Shanghai shares hit a three-week low as Beijing unveiled new
regulations that tighten its grip on interbank lending to defuse
risks among "shadow" non-bank financial firms that act like banks.
Fresh data also added to evidence of a cooling property market.
"Markets think any weakness (in the Chinese economy) from here will
be met with policy response from the authorities," said Manik Narain,
strategist at UBS. "But there is room for China to disappoint so
far. Weakness has been limited."
The benchmark MSCI world equity index <.MIWD00000PUS> fell 0.1
percent while European shares <.FTEU3> lost 0.4 percent.
Emerging stocks <.MSCIEF> outperformed their developed counterpart
by rising 0.3 percent, approaching last week's 6-1/2 month high.

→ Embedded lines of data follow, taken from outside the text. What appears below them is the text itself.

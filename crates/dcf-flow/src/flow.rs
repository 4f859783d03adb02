//! The shared "choose domains" step
//!
//! [`DomainFilterFlow`] holds what both flows have in common: the cached base
//! dependency set and the `user` step. What differs between creating an
//! entry and editing one is injected through [`FlowMode`].

use dcf_core::{is_valid_domain_name, CONFIG_DOMAIN};
use serde::Deserialize;
use std::collections::{BTreeSet, HashMap};
use std::sync::Arc;
use tracing::{debug, warn};

use crate::error::{FlowError, StepResult};
use crate::manifest::{extract_manifest_dependencies, ManifestSource};
use crate::result::{FlowForm, FlowResult, FormField};
use crate::validation::parse_extra_domains;
use crate::{
    CONF_DISABLED_DOMAINS, CONF_EXTRA_DOMAINS, ERROR_INVALID_FORMAT, FMT_FAILED_DOMAINS,
    STEP_USER,
};

/// Options stored on the config entry: domain → disabled
pub type OptionsPayload = HashMap<String, serde_json::Value>;

/// Encode a set of disabled domains as entry options
pub fn disabled_options<I>(domains: I) -> OptionsPayload
where
    I: IntoIterator<Item = String>,
{
    domains
        .into_iter()
        .map(|domain| (domain, serde_json::Value::Bool(true)))
        .collect()
}

/// Behavior that differs between the config flow and the options flow
pub trait FlowMode: Send + Sync {
    /// Domains disabled before this flow started
    fn currently_disabled_domains(&self) -> BTreeSet<String>;

    /// Turn the chosen options into the flow's final result
    fn finalize(&self, options: OptionsPayload) -> FlowResult;
}

/// Submitted `user` step data
#[derive(Debug, Default, Deserialize)]
struct DomainSelection {
    #[serde(default)]
    disabled_domains: Vec<String>,
    #[serde(default)]
    extra_domains: Option<String>,
}

/// Normalize step input: a missing value, `null` and `{}` all mean the form
/// has not been submitted yet.
pub(crate) fn submitted(
    user_input: Option<serde_json::Value>,
) -> Result<Option<serde_json::Map<String, serde_json::Value>>, FlowError> {
    match user_input {
        None | Some(serde_json::Value::Null) => Ok(None),
        Some(serde_json::Value::Object(map)) if map.is_empty() => Ok(None),
        Some(serde_json::Value::Object(map)) => Ok(Some(map)),
        Some(other) => Err(FlowError::InvalidInput(format!(
            "expected an object, got {}",
            other
        ))),
    }
}

/// Truthiness of a stored option value
pub(crate) fn is_truthy(value: &serde_json::Value) -> bool {
    match value {
        serde_json::Value::Null => false,
        serde_json::Value::Bool(b) => *b,
        serde_json::Value::Number(n) => n.as_f64().map(|f| f != 0.0).unwrap_or(true),
        serde_json::Value::String(s) => !s.is_empty(),
        serde_json::Value::Array(a) => !a.is_empty(),
        serde_json::Value::Object(o) => !o.is_empty(),
    }
}

/// Read a form toggle.
///
/// Accepts booleans, numbers, and the usual on/off words; anything else is
/// invalid input rather than being coerced by truthiness.
pub(crate) fn parse_toggle(name: &str, value: &serde_json::Value) -> Result<bool, FlowError> {
    let invalid = || FlowError::InvalidInput(format!("{} is not a boolean: {}", name, value));

    match value {
        serde_json::Value::Bool(b) => Ok(*b),
        serde_json::Value::Number(n) => n.as_f64().map(|f| f != 0.0).ok_or_else(invalid),
        serde_json::Value::String(s) => match s.trim().to_ascii_lowercase().as_str() {
            "1" | "true" | "yes" | "on" | "enable" => Ok(true),
            "0" | "false" | "no" | "off" | "disable" => Ok(false),
            _ => Err(invalid()),
        },
        _ => Err(invalid()),
    }
}

/// Reject multi-select values the form could not have offered.
///
/// Already-disabled domains are always accepted so that an imported entry
/// can be re-submitted unchanged. Anything else must be a well-formed
/// domain other than `config`.
fn check_selected_domains(
    selected: &[String],
    currently_disabled: &BTreeSet<String>,
) -> Result<(), FlowError> {
    let rejected: Vec<&str> = selected
        .iter()
        .filter(|domain| !currently_disabled.contains(domain.as_str()))
        .filter(|domain| domain.as_str() == CONFIG_DOMAIN || !is_valid_domain_name(domain))
        .map(String::as_str)
        .collect();

    if rejected.is_empty() {
        Ok(())
    } else {
        Err(FlowError::InvalidInput(format!(
            "{} contains domains that cannot be disabled: {}",
            CONF_DISABLED_DOMAINS,
            rejected.join(", ")
        )))
    }
}

/// State shared by both flows
pub struct DomainFilterFlow {
    manifests: Arc<dyn ManifestSource>,
    /// Filled on first use and kept for the life of the flow
    base_dependencies: Option<BTreeSet<String>>,
}

impl DomainFilterFlow {
    pub fn new(manifests: Arc<dyn ManifestSource>) -> Self {
        Self {
            manifests,
            base_dependencies: None,
        }
    }

    /// Dependencies of the unpatched `default_config` manifest, minus
    /// `config`.
    pub async fn base_dependencies(&mut self) -> Result<BTreeSet<String>, FlowError> {
        if let Some(deps) = &self.base_dependencies {
            return Ok(deps.clone());
        }

        let manifest = self.manifests.original_manifest().await?;
        let mut deps = extract_manifest_dependencies(&manifest);
        deps.remove(CONFIG_DOMAIN);

        debug!(count = deps.len(), "Cached base dependencies");
        self.base_dependencies = Some(deps.clone());
        Ok(deps)
    }

    /// Run the `user` step.
    ///
    /// Without input, shows the form. With input, commits the selection
    /// plus the extra domains, or re-shows the form with the input kept as
    /// defaults when any extra domain is malformed.
    pub async fn run_user_step<M>(
        &mut self,
        mode: &M,
        user_input: Option<serde_json::Value>,
    ) -> StepResult
    where
        M: FlowMode + ?Sized,
    {
        let selection = match submitted(user_input)? {
            Some(map) => Some(
                serde_json::from_value::<DomainSelection>(serde_json::Value::Object(map))
                    .map_err(|e| FlowError::InvalidInput(e.to_string()))?,
            ),
            None => None,
        };

        let mut form = FlowForm::new(STEP_USER, Vec::new());

        if let Some(selection) = &selection {
            check_selected_domains(
                &selection.disabled_domains,
                &mode.currently_disabled_domains(),
            )?;

            let mut disabled: BTreeSet<String> =
                selection.disabled_domains.iter().cloned().collect();

            if let Some(text) = selection.extra_domains.as_deref().filter(|t| !t.is_empty()) {
                match parse_extra_domains(text) {
                    Ok(extra) => disabled.extend(extra),
                    Err(invalid) => {
                        warn!(failed = %invalid.placeholder(), "Rejected extra domains");
                        form.errors
                            .insert(CONF_EXTRA_DOMAINS.into(), ERROR_INVALID_FORMAT.into());
                        form.description_placeholders
                            .insert(FMT_FAILED_DOMAINS.into(), invalid.placeholder());
                    }
                }
            }

            if form.errors.is_empty() {
                return Ok(mode.finalize(disabled_options(disabled)));
            }
        }

        let selection = selection.unwrap_or_default();

        let mut currently_disabled = mode.currently_disabled_domains();
        currently_disabled.extend(selection.disabled_domains.iter().cloned());

        let mut all_domains = self.base_dependencies().await?;
        all_domains.extend(currently_disabled.iter().cloned());

        form.data_schema = vec![
            FormField::multi_select(
                CONF_DISABLED_DOMAINS,
                all_domains.into_iter().collect(),
                currently_disabled.into_iter().collect(),
            ),
            FormField::string(
                CONF_EXTRA_DOMAINS,
                selection.extra_domains.unwrap_or_default(),
            ),
        ];

        Ok(FlowResult::Form(form))
    }
}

The dollar fell 0.1 percent <.DXY> against a basket of major
currencies while the euro ticked higher.
NO STRAIGHT LINE
European shares were dragged lower by British pharma group
AstraZeneca <AZN.L>, which fell more than 13 percent after it
rejected a sweetened "final" offer from Pfizer <PFE.N>.
Deutsche Bank <DBKGn.DE> fell more than 2 percent after the lender
unveiled plans to raise 8 billion euros ($11 billion) in new
capital, in its third capital increase since 2010.
Deutsche's cap hike gives it the firepower for the investment
banking push, especially in the United States, after a retreat by
competitors Barclays <BARC.L>, UBS <UBSN.VX> and others left a gap
that it aims to fill.
But it also underscores how the bank fell short of its ambitious
turnaround targets and how burdensome fines and settlements and
lagging profitability have hampered management's efforts to fortify
capital by retaining earnings.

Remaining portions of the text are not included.